A macro is therefore a sequence of actions on a node that is executed in a specific pattern. The grid for macro execution is defined by MACRO_TICK. MACRO_TICK is given by BIDIB_MACRO_PARA_SLOWDOWN (see below), multiplied by the base unit of 20ms.

Example: Adjust BIDIB_MACRO_PARA_SLOWDOWN to 50, the result is MACRO_TICK value 50 * 20ms = 1s. The macro will be incremented by one TICK at every second.

Macros are independent. Macros can be individually loaded, modified and started. A specific action or a specific output port may appear in several different macros. The number of simultaneously started macros is depending on the decoder.

Macro example:

This example shows a traffic light, a macro A should change the traffic light to the aspect 'STOP', another macro B should switch the traffic light to aspect 'GO'.

Macro A (traffic light switchs over from green to red)
DelayAction
0Turn on output for 'YELLOW'.
0Turn off output for 'GREEN'.
10Turn on output for 'RED'.
0Turn off output for 'YELLOW'.

Explanation: At the macro start, YELLOW will be switched on and GREEN will be switched off without any delay (i.e. the traffic light jumps to yellow). The next action is delayed for 10 ticks, after this waiting time the RED light will be switch on and the YELLOW light switch off without any further delay.

Macro B (traffic light swichts from red via red-yellow to green)
DelayAction
0Turn on output for 'YELLOW'.
10Turn off output for 'RED'.
0Turn off output for 'YELLOW'.
0Turn on output for 'GREEN'.

With this macro, YELLOW is switched on first, then RED and YELLOW will be switched off after a delay and GREEN will be switched on at the same time.

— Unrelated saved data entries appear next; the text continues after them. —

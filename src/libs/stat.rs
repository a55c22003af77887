//! Exact-test and FDR machinery for contact-count contingency tables.

/// Natural log of the gamma function, Lanczos approximation (g = 7).
pub fn ln_gamma(x: f64) -> f64 {
    const COEFFS: [f64; 8] = [
        676.5203681218851,
        -1259.1392167224028,
        771.32342877765313,
        -176.61502916214059,
        12.507343278686905,
        -0.13857109526572012,
        9.9843695780195716e-6,
        1.5056327351493116e-7,
    ];
    const LN_SQRT_TWO_PI: f64 = 0.9189385332046727;

    if x < 0.5 {
        // reflection: Γ(x) Γ(1-x) = π / sin(πx)
        let pi = std::f64::consts::PI;
        (pi / (pi * x).sin()).ln() - ln_gamma(1.0 - x)
    } else {
        let x = x - 1.0;
        let mut acc = 0.99999999999980993_f64;
        for (i, &c) in COEFFS.iter().enumerate() {
            acc += c / (x + i as f64 + 1.0);
        }
        let t = x + 7.5;
        LN_SQRT_TWO_PI + (x + 0.5) * t.ln() - t + acc.ln()
    }
}

/// Log of the binomial coefficient C(n, k).
fn ln_choose(n: u64, k: u64) -> f64 {
    if k > n {
        return f64::NEG_INFINITY;
    }
    ln_gamma(n as f64 + 1.0) - ln_gamma(k as f64 + 1.0) - ln_gamma((n - k) as f64 + 1.0)
}

/// Log of the hypergeometric PMF of drawing `k` marked items when `row1`
/// items are drawn from `n` of which `col1` are marked.
fn ln_hypergeom(k: u64, row1: u64, col1: u64, n: u64) -> f64 {
    ln_choose(col1, k) + ln_choose(n - col1, row1 - k) - ln_choose(n, row1)
}

/// Two-sided Fisher exact test of independence on `[[a, b], [c, d]]`.
///
/// Sums the probabilities of all tables with the observed margins that are
/// at most as likely as the observed one. The comparison runs in log space
/// with a relative tolerance, so deep tails of large tables do not leak into
/// the sum. A table with no observations carries no evidence and returns 1.
pub fn fisher_exact(a: u64, b: u64, c: u64, d: u64) -> f64 {
    let n = a + b + c + d;
    if n == 0 {
        return 1.0;
    }
    let row1 = a + b;
    let col1 = a + c;

    let ln_p_observed = ln_hypergeom(a, row1, col1, n);

    let k_min = row1.saturating_sub(n - col1);
    let k_max = row1.min(col1);

    let mut p_value = 0.0;
    for k in k_min..=k_max {
        let ln_p_k = ln_hypergeom(k, row1, col1, n);
        if ln_p_k <= ln_p_observed + 1e-7 {
            p_value += ln_p_k.exp();
        }
    }
    p_value.min(1.0)
}

/// Benjamini-Hochberg adjusted p-values, input order preserved.
///
/// Sorted p-values are scaled by `n / rank`, monotonicity is enforced right
/// to left and results are clamped to 1.
pub fn benjamini_hochberg(p_values: &[f64]) -> Vec<f64> {
    let n = p_values.len();
    if n == 0 {
        return vec![];
    }

    let mut order: Vec<usize> = (0..n).collect();
    order.sort_by(|&i, &j| p_values[i].total_cmp(&p_values[j]));

    let mut adjusted = vec![0.0; n];
    let mut running = f64::INFINITY;
    for rank in (0..n).rev() {
        let i = order[rank];
        let adj = (p_values[i] * n as f64 / (rank + 1) as f64).min(1.0);
        running = running.min(adj);
        adjusted[i] = running;
    }

    adjusted
}
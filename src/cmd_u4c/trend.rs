use clap::*;
use std::io::Write;

use umi4c::libs::trend::compute;

use crate::cmd_u4c::utils;

// Create clap subcommand arguments
pub fn make_subcommand() -> Command {
    let cmd = Command::new("trend")
        .about("Adaptive-bandwidth smoothed curve")
        .after_help(
            r###"
This command smooths each group's profile with support-driven windows: at
every fragment position a symmetric window grows outward, nearest fragment
first, until it holds --min-support raw UMIs. Statistical support stays
roughly constant along the curve, so sparse far-field regions are not
over-smoothed and the dense near-bait region is not under-smoothed.

Notes:
* Windows never cross the bait exclusion gap or the region edge; at a
  boundary they keep growing one-sidedly instead.
* The rate divides the normalized count in the window by its extent in
  bases, so curves are comparable across groups.

Output columns: group, midpoint, rate, half_width.

Examples:
1. Default support of 20 UMIs per window:
   u4c trend samples.tsv -v chr2:110100-110700 -o trend.tsv

"###,
        );

    utils::experiment_args(cmd).arg(
        Arg::new("min-support")
            .long("min-support")
            .num_args(1)
            .value_parser(value_parser!(u64))
            .default_value("20")
            .help("Raw UMI count each window must reach"),
    )
}

// command implementation
pub fn execute(args: &ArgMatches) -> anyhow::Result<()> {
    let min_support = *args.get_one::<u64>("min-support").unwrap();

    let exp = utils::load_experiment(args)?;
    let curves = compute(&exp, min_support);

    let mut writer = umi4c::writer(args.get_one::<String>("outfile").unwrap())?;
    writer.write_fmt(format_args!("#group\tmidpoint\trate\thalf_width\n"))?;
    for curve in &curves {
        for point in &curve.points {
            writer.write_fmt(format_args!(
                "{}\t{}\t{:.6e}\t{}\n",
                curve.group, point.pos, point.rate, point.half_width
            ))?;
        }
    }

    Ok(())
}
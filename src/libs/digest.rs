use std::fmt;
use std::io::{BufRead, Write};

use indexmap::IndexMap;
use rayon::prelude::*;

use crate::libs::error::U4cError;

//----------------------------
// Enzyme
//----------------------------

/// A restriction enzyme model: recognition motif plus the zero-based cut
/// offset inside the motif.
///
/// ```
/// use umi4c::libs::digest::Enzyme;
/// let dpnii = Enzyme::new("gatc", 0).unwrap();
/// assert_eq!(dpnii.motif(), b"GATC");
/// assert!(Enzyme::new("GATN", 0).is_err());
/// assert!(Enzyme::new("GATC", 5).is_err());
/// ```
#[derive(Debug, Clone, PartialEq, Eq)]
pub struct Enzyme {
    motif: Vec<u8>,
    cut_offset: usize,
}

impl Enzyme {
    pub fn new(motif: &str, cut_offset: usize) -> Result<Self, U4cError> {
        if motif.is_empty() {
            return Err(U4cError::Config("empty recognition motif".to_string()));
        }
        let motif: Vec<u8> = motif.bytes().map(|b| b.to_ascii_uppercase()).collect();
        if let Some(&b) = motif
            .iter()
            .find(|&&b| !matches!(b, b'A' | b'C' | b'G' | b'T'))
        {
            return Err(U4cError::Config(format!(
                "invalid base '{}' in recognition motif",
                b as char
            )));
        }
        if cut_offset > motif.len() {
            return Err(U4cError::Config(format!(
                "cut offset {} outside motif of length {}",
                cut_offset,
                motif.len()
            )));
        }

        Ok(Self { motif, cut_offset })
    }

    pub fn motif(&self) -> &[u8] {
        &self.motif
    }

    pub fn cut_offset(&self) -> usize {
        self.cut_offset
    }

    /// Position of the first motif occurrence at or after `from`,
    /// case-insensitive on the subject.
    pub fn find_site(&self, seq: &[u8], from: usize) -> Option<usize> {
        let m = self.motif.len();
        if seq.len() < m || from > seq.len() - m {
            return None;
        }

        (from..=seq.len() - m).find(|&p| {
            seq[p..p + m]
                .iter()
                .zip(self.motif.iter())
                .all(|(&s, &q)| s.to_ascii_uppercase() == q)
        })
    }

    /// Cut coordinates from non-overlapping, leftmost-first matches.
    ///
    /// Scanning resumes strictly after each matched motif, so near-adjacent
    /// sites cannot yield overlapping matches.
    pub fn cut_sites(&self, seq: &[u8]) -> Vec<usize> {
        let mut cuts = vec![];
        let mut from = 0;
        while let Some(hit) = self.find_site(seq, from) {
            cuts.push(hit + self.cut_offset);
            from = hit + self.motif.len();
        }
        cuts
    }
}

//----------------------------
// RestrictionFragment
//----------------------------

/// One interval between consecutive enzyme cuts, 0-based half-open.
#[derive(Debug, Clone, PartialEq, Eq)]
pub struct RestrictionFragment {
    pub chr: String,
    pub start: u64,
    pub end: u64,
    /// Per-chromosome ordinal
    pub index: usize,
}

impl RestrictionFragment {
    pub fn midpoint(&self) -> u64 {
        (self.start + self.end) / 2
    }

    pub fn width(&self) -> u64 {
        self.end - self.start
    }

    /// ```
    /// use umi4c::libs::digest::RestrictionFragment;
    /// let frag = RestrictionFragment::parse("chr2\t0\t150\t0").unwrap();
    /// assert_eq!(frag.midpoint(), 75);
    /// assert_eq!(frag.to_string(), "chr2\t0\t150\t0\n");
    /// ```
    pub fn parse(line: &str) -> Result<Self, U4cError> {
        let fields: Vec<&str> = line.split('\t').collect();
        if fields.len() != 4 {
            return Err(U4cError::Integrity(format!(
                "fragment row needs 4 fields, got {}: `{}`",
                fields.len(),
                line
            )));
        }
        let start: u64 = fields[1]
            .parse()
            .map_err(|_| U4cError::Integrity(format!("bad fragment start `{}`", fields[1])))?;
        let end: u64 = fields[2]
            .parse()
            .map_err(|_| U4cError::Integrity(format!("bad fragment end `{}`", fields[2])))?;
        let index: usize = fields[3]
            .parse()
            .map_err(|_| U4cError::Integrity(format!("bad fragment index `{}`", fields[3])))?;
        if start >= end {
            return Err(U4cError::Integrity(format!(
                "fragment {}:{}-{} is empty or reversed",
                fields[0], start, end
            )));
        }

        Ok(Self {
            chr: fields[0].to_string(),
            start,
            end,
            index,
        })
    }
}

impl fmt::Display for RestrictionFragment {
    fn fmt(&self, f: &mut fmt::Formatter) -> fmt::Result {
        writeln!(f, "{}\t{}\t{}\t{}", self.chr, self.start, self.end, self.index)
    }
}

/// Fragments of one chromosome: intervals between consecutive cuts, with the
/// chromosome start and end as implicit boundaries.
///
/// A chromosome without any motif occurrence yields a single whole-chromosome
/// fragment and a warning, not an error.
pub fn digest_chromosome(chr: &str, seq: &[u8], enzyme: &Enzyme) -> Vec<RestrictionFragment> {
    let mut cuts = enzyme.cut_sites(seq);
    if cuts.is_empty() && !seq.is_empty() {
        log::warn!(
            "no {} site on {}; emitting a whole-chromosome fragment",
            String::from_utf8_lossy(enzyme.motif()),
            chr
        );
    }

    // implicit boundaries; dedup guards cuts falling on them
    cuts.insert(0, 0);
    cuts.push(seq.len());
    cuts.dedup();

    cuts.windows(2)
        .enumerate()
        .map(|(index, w)| RestrictionFragment {
            chr: chr.to_string(),
            start: w[0] as u64,
            end: w[1] as u64,
            index,
        })
        .collect()
}

//----------------------------
// DigestedGenome
//----------------------------

/// Per-chromosome restriction maps. Built once per enzyme configuration and
/// read-only afterwards.
#[derive(Debug, Clone, Default)]
pub struct DigestedGenome {
    chromosomes: IndexMap<String, Vec<RestrictionFragment>>,
}

impl DigestedGenome {
    pub fn new() -> Self {
        Default::default()
    }

    /// Digest chromosomes on the current rayon pool. Chromosomes are
    /// independent tasks; the merge keeps input order, so scheduling cannot
    /// change the outcome.
    pub fn digest(seqs: &[(String, Vec<u8>)], enzyme: &Enzyme) -> Self {
        let digested: Vec<(String, Vec<RestrictionFragment>)> = seqs
            .par_iter()
            .map(|(chr, seq)| (chr.clone(), digest_chromosome(chr, seq, enzyme)))
            .collect();

        let mut genome = Self::new();
        for (chr, frags) in digested {
            genome.chromosomes.insert(chr, frags);
        }
        genome
    }

    pub fn is_empty(&self) -> bool {
        self.chromosomes.is_empty()
    }

    pub fn chr_names(&self) -> Vec<&String> {
        self.chromosomes.keys().collect()
    }

    pub fn fragments(&self, chr: &str) -> Option<&[RestrictionFragment]> {
        self.chromosomes.get(chr).map(|v| v.as_slice())
    }

    /// Restrict to a chromosome subset, keeping the original order.
    pub fn retain_chromosomes(&mut self, subset: &[String]) {
        self.chromosomes.retain(|chr, _| subset.contains(chr));
    }

    /// The fragment covering `pos`, by binary search.
    pub fn find_fragment(&self, chr: &str, pos: u64) -> Option<&RestrictionFragment> {
        let frags = self.chromosomes.get(chr)?;
        let i = frags.partition_point(|f| f.end <= pos);
        frags.get(i).filter(|f| f.start <= pos)
    }

    pub fn write_tsv(&self, writer: &mut dyn Write) -> anyhow::Result<()> {
        writer.write_fmt(format_args!("#chrom\tstart\tend\tindex\n"))?;
        for frags in self.chromosomes.values() {
            for frag in frags {
                writer.write_fmt(format_args!("{}", frag))?;
            }
        }
        Ok(())
    }

    /// Reload a persisted restriction map, validating that each chromosome's
    /// fragments are ascending, contiguous and correctly numbered.
    pub fn read_tsv(reader: Box<dyn BufRead>) -> anyhow::Result<Self> {
        let mut genome = Self::new();
        for line in crate::libs::io::data_lines(reader)? {
            let frag = RestrictionFragment::parse(&line)?;
            genome
                .chromosomes
                .entry(frag.chr.clone())
                .or_default()
                .push(frag);
        }

        for (chr, frags) in &genome.chromosomes {
            for (i, frag) in frags.iter().enumerate() {
                if frag.index != i {
                    return Err(U4cError::Integrity(format!(
                        "fragment index {} out of order on {}",
                        frag.index, chr
                    ))
                    .into());
                }
                if i > 0 && frags[i - 1].end != frag.start {
                    return Err(U4cError::Integrity(format!(
                        "fragments not contiguous on {} at {}",
                        chr, frag.start
                    ))
                    .into());
                }
            }
        }

        Ok(genome)
    }
}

4.6.10. Features for local macros

The ability to perform and the level of support for macros can be ckecked with feature-requests:

Listing of features for macro support
NumberNameMeaning
60 FEATURE_CTRL_MAC_LEVEL Supported level for macros
0 = No macro support
1 = Macros of level 1 (simple list of actions)
2 = Macros of Level 2 (list of actions, with requests, start, stop, random)
61 FEATURE_CTRL_MAC_SAVE Persistent storage of macros
0 = No persistent storage available;
1…n = Number of storage locations for persistent storage usable
62 FEATURE_CTRL_MAC_COUNT Quantity of possible macros
0 = No macro support
1…n = Quantity of macros whith the given level
63 FEATURE_CTRL_MAC_SIZE Size of local macros
0 = no macro support;
1…n = Number of steps for each macro
64 FEATURE_CTRL_MAC_START_MAN Starting macros caused by local inputs
0 = It is not possible to start macros because of local inputs
1 = Macros can be started because of local inputs. The following assignment is valid: Input 0 is starting macro 0, input 1 is starting macro 1, etc.
65 FEATURE_CTRL_MAC_START_DCC Starting macros caused by DCC
0 = It is not possible to start macros because of DCC.
1 = Macros can be started by DCC commands. The selection of the DCC address will be done with the usual actions (e.g. via programming key or CV programming). accessory command 0 is starting macro 0, etc.
4.6.11. Downlink: Messages for local macros

There are the following commands to create and manage macros:

  • MSG_LC_MACRO_HANDLE:

    Followed by 2 bytes: macro index, operation code. The respective operation will be answered with a MSG_LC_MACRO_STATE.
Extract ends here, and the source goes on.